#### [Exercise directions]
The full set of records must be returned exactly, character for character.

#### [Material shown]
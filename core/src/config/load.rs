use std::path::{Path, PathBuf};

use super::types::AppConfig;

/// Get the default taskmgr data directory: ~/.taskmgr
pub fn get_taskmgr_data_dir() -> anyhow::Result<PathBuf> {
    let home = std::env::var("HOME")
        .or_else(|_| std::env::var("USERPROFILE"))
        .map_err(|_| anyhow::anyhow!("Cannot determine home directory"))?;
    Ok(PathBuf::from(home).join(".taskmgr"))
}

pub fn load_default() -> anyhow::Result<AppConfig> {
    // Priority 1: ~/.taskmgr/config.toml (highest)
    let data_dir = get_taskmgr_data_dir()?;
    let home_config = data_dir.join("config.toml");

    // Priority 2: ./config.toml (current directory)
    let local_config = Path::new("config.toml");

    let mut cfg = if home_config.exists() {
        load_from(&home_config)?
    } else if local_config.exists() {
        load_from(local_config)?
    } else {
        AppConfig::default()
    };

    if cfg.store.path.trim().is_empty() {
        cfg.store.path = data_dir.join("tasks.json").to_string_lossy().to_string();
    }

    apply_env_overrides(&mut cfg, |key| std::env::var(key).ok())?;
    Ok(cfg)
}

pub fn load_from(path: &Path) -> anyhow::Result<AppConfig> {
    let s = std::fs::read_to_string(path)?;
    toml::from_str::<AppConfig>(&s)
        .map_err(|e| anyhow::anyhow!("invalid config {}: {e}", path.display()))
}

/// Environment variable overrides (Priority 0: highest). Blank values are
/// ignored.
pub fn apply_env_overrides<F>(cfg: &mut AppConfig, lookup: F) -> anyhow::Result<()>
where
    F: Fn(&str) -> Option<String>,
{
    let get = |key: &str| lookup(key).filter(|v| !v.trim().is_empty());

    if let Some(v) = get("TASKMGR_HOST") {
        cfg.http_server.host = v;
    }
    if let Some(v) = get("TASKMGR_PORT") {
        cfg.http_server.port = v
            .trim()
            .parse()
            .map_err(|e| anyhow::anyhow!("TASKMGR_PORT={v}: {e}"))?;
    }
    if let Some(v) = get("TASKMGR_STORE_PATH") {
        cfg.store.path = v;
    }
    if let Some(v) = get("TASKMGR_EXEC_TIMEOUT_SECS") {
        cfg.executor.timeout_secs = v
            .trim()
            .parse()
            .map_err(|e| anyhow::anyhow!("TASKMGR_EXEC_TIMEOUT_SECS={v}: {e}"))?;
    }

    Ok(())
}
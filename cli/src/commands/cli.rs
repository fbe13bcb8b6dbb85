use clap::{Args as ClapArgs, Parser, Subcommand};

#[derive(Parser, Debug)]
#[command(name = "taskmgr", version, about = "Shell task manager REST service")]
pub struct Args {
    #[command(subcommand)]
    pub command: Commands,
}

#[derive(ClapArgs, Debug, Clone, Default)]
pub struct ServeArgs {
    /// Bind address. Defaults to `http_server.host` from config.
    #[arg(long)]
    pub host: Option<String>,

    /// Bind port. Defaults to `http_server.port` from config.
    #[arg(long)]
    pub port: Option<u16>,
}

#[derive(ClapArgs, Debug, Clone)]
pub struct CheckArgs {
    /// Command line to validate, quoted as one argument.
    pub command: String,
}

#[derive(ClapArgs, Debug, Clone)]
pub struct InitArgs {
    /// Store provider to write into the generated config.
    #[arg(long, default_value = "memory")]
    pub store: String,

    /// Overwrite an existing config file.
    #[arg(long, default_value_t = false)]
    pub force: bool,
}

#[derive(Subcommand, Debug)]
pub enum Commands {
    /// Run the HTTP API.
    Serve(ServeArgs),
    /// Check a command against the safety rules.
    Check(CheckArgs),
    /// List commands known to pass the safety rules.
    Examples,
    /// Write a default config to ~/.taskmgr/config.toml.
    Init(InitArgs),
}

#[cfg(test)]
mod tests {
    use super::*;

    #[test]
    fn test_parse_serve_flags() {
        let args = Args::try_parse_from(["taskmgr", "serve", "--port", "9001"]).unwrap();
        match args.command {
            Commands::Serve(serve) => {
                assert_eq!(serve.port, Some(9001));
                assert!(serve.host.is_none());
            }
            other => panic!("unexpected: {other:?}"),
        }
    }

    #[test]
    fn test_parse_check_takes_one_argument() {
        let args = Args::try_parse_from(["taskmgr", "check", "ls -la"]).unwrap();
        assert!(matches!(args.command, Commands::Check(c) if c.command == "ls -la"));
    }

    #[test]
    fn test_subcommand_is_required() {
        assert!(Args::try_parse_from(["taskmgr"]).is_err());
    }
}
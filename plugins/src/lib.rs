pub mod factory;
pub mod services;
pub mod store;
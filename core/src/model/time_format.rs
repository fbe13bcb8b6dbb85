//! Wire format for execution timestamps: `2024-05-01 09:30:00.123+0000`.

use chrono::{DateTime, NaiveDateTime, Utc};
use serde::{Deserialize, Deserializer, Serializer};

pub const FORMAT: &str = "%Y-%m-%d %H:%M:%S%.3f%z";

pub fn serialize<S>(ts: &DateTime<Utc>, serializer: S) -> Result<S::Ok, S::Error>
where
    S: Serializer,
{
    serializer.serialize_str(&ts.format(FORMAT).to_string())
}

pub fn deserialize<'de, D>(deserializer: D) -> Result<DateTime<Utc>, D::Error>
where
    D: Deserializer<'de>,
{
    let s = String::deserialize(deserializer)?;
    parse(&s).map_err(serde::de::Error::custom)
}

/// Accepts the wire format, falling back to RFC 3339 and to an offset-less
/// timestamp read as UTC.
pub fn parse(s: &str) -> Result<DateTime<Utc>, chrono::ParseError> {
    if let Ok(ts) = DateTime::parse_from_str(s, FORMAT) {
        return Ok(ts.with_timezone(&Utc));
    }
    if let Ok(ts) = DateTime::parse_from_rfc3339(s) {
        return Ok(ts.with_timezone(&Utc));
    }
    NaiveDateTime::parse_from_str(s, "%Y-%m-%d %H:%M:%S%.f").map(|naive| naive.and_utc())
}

#### [Answer box]
filename core/src/config/load.rs
use std::path::{Path, PathBuf};

use super::types::AppConfig;

/// Get the default taskmgr data directory: ~/.taskmgr
pub fn get_taskmgr_data_dir() -> anyhow::Result<PathBuf> {
    let home = std::env::var("HOME")
        .or_else(|_| std::env::var("USERPROFILE"))
        .map_err(|_| anyhow::anyhow!("Cannot determine home directory"))?;
    Ok(PathBuf::from(home).join(".taskmgr"))
}

pub fn load_default() -> anyhow::Result<AppConfig> {
    // Priority 1: ~/.taskmgr/config.toml (highest)
    let data_dir = get_taskmgr_data_dir()?;
    let home_config = data_dir.join("config.toml");

    // Priority 2: ./config.toml (current directory)
    let local_config = Path::new("config.toml");

    let mut cfg = if home_config.exists() {
        load_from(&home_config)?
    } else if local_config.exists() {
        load_from(local_config)?
    } else {
        AppConfig::default()
    };

    if cfg.store.path.trim().is_empty() {
        cfg.store.path = data_dir.join("tasks.json").to_string_lossy().to_string();
    }

    apply_env_overrides(&mut cfg, |key| std::env::var(key).ok())?;
    Ok(cfg)
}

pub fn load_from(path: &Path) -> anyhow::Result<AppConfig> {
    let s = std::fs::read_to_string(path)?;
    toml::from_str::<AppConfig>(&s)
        .map_err(|e| anyhow::anyhow!("invalid config {}: {e}", path.display()))
}

/// Environment variable overrides (Priority 0: highest). Blank values are
/// ignored.
pub fn apply_env_overrides<F>(cfg: &mut AppConfig, lookup: F) -> anyhow::Result<()>
where
    F: Fn(&str) -> Option<String>,
{
    let get = |key: &str| lookup(key).filter(|v| !v.trim().is_empty());

    if let Some(v) = get("TASKMGR_HOST") {
        cfg.http_server.host = v;
    }
    if let Some(v) = get("TASKMGR_PORT") {
        cfg.http_server.port = v
            .trim()
            .parse()
            .map_err(|e| anyhow::anyhow!("TASKMGR_PORT={v}: {e}"))?;
    }
    if let Some(v) = get("TASKMGR_STORE_PATH") {
        cfg.store.path = v;
    }
    if let Some(v) = get("TASKMGR_EXEC_TIMEOUT_SECS") {
        cfg.executor.timeout_secs = v
            .trim()
            .parse()
            .map_err(|e| anyhow::anyhow!("TASKMGR_EXEC_TIMEOUT_SECS={v}: {e}"))?;
    }

    Ok(())
}
filename cli/src/commands/cli.rs
repository fbe13bcb8b6dbb85
use clap::{Args as ClapArgs, Parser, Subcommand};

#[derive(Parser, Debug)]
#[command(name = "taskmgr", version, about = "Shell task manager REST service")]
pub struct Args {
    #[command(subcommand)]
    pub command: Commands,
}

#[derive(ClapArgs, Debug, Clone, Default)]
pub struct ServeArgs {
    /// Bind address. Defaults to `http_server.host` from config.
    #[arg(long)]
    pub host: Option<String>,

    /// Bind port. Defaults to `http_server.port` from config.
    #[arg(long)]
    pub port: Option<u16>,
}

#[derive(ClapArgs, Debug, Clone)]
pub struct CheckArgs {
    /// Command line to validate, quoted as one argument.
    pub command: String,
}

#[derive(ClapArgs, Debug, Clone)]
pub struct InitArgs {
    /// Store provider to write into the generated config.
    #[arg(long, default_value = "memory")]
    pub store: String,

    /// Overwrite an existing config file.
    #[arg(long, default_value_t = false)]
    pub force: bool,
}

#[derive(Subcommand, Debug)]
pub enum Commands {
    /// Run the HTTP API.
    Serve(ServeArgs),
    /// Check a command against the safety rules.
    Check(CheckArgs),
    /// List commands known to pass the safety rules.
    Examples,
    /// Write a default config to ~/.taskmgr/config.toml.
    Init(InitArgs),
}

#[cfg(test)]
mod tests {
    use super::*;

    #[test]
    fn test_parse_serve_flags() {
        let args = Args::try_parse_from(["taskmgr", "serve", "--port", "9001"]).unwrap();
        match args.command {
            Commands::Serve(serve) => {
                assert_eq!(serve.port, Some(9001));
                assert!(serve.host.is_none());
            }
            other => panic!("unexpected: {other:?}"),
        }
    }

    #[test]
    fn test_parse_check_takes_one_argument() {
        let args = Args::try_parse_from(["taskmgr", "check", "ls -la"]).unwrap();
        assert!(matches!(args.command, Commands::Check(c) if c.command == "ls -la"));
    }

    #[test]
    fn test_subcommand_is_required() {
        assert!(Args::try_parse_from(["taskmgr"]).is_err());
    }
}
filename plugins/src/lib.rs
pub mod factory;
pub mod services;
pub mod store;
filename core/src/model/time_format.rs
repository fbe13bcb8b6dbb85
//! Wire format for execution timestamps: `2024-05-01 09:30:00.123+0000`.

use chrono::{DateTime, NaiveDateTime, Utc};
use serde::{Deserialize, Deserializer, Serializer};

pub const FORMAT: &str = "%Y-%m-%d %H:%M:%S%.3f%z";

pub fn serialize<S>(ts: &DateTime<Utc>, serializer: S) -> Result<S::Ok, S::Error>
where
    S: Serializer,
{
    serializer.serialize_str(&ts.format(FORMAT).to_string())
}

pub fn deserialize<'de, D>(deserializer: D) -> Result<DateTime<Utc>, D::Error>
where
    D: Deserializer<'de>,
{
    let s = String::deserialize(deserializer)?;
    parse(&s).map_err(serde::de::Error::custom)
}

/// Accepts the wire format, falling back to RFC 3339 and to an offset-less
/// timestamp read as UTC.
pub fn parse(s: &str) -> Result<DateTime<Utc>, chrono::ParseError> {
    if let Ok(ts) = DateTime::parse_from_str(s, FORMAT) {
        return Ok(ts.with_timezone(&Utc));
    }
    if let Ok(ts) = DateTime::parse_from_rfc3339(s) {
        return Ok(ts.with_timezone(&Utc));
    }
    NaiveDateTime::parse_from_str(s, "%Y-%m-%d %H:%M:%S%.f").map(|naive| naive.and_utc())
}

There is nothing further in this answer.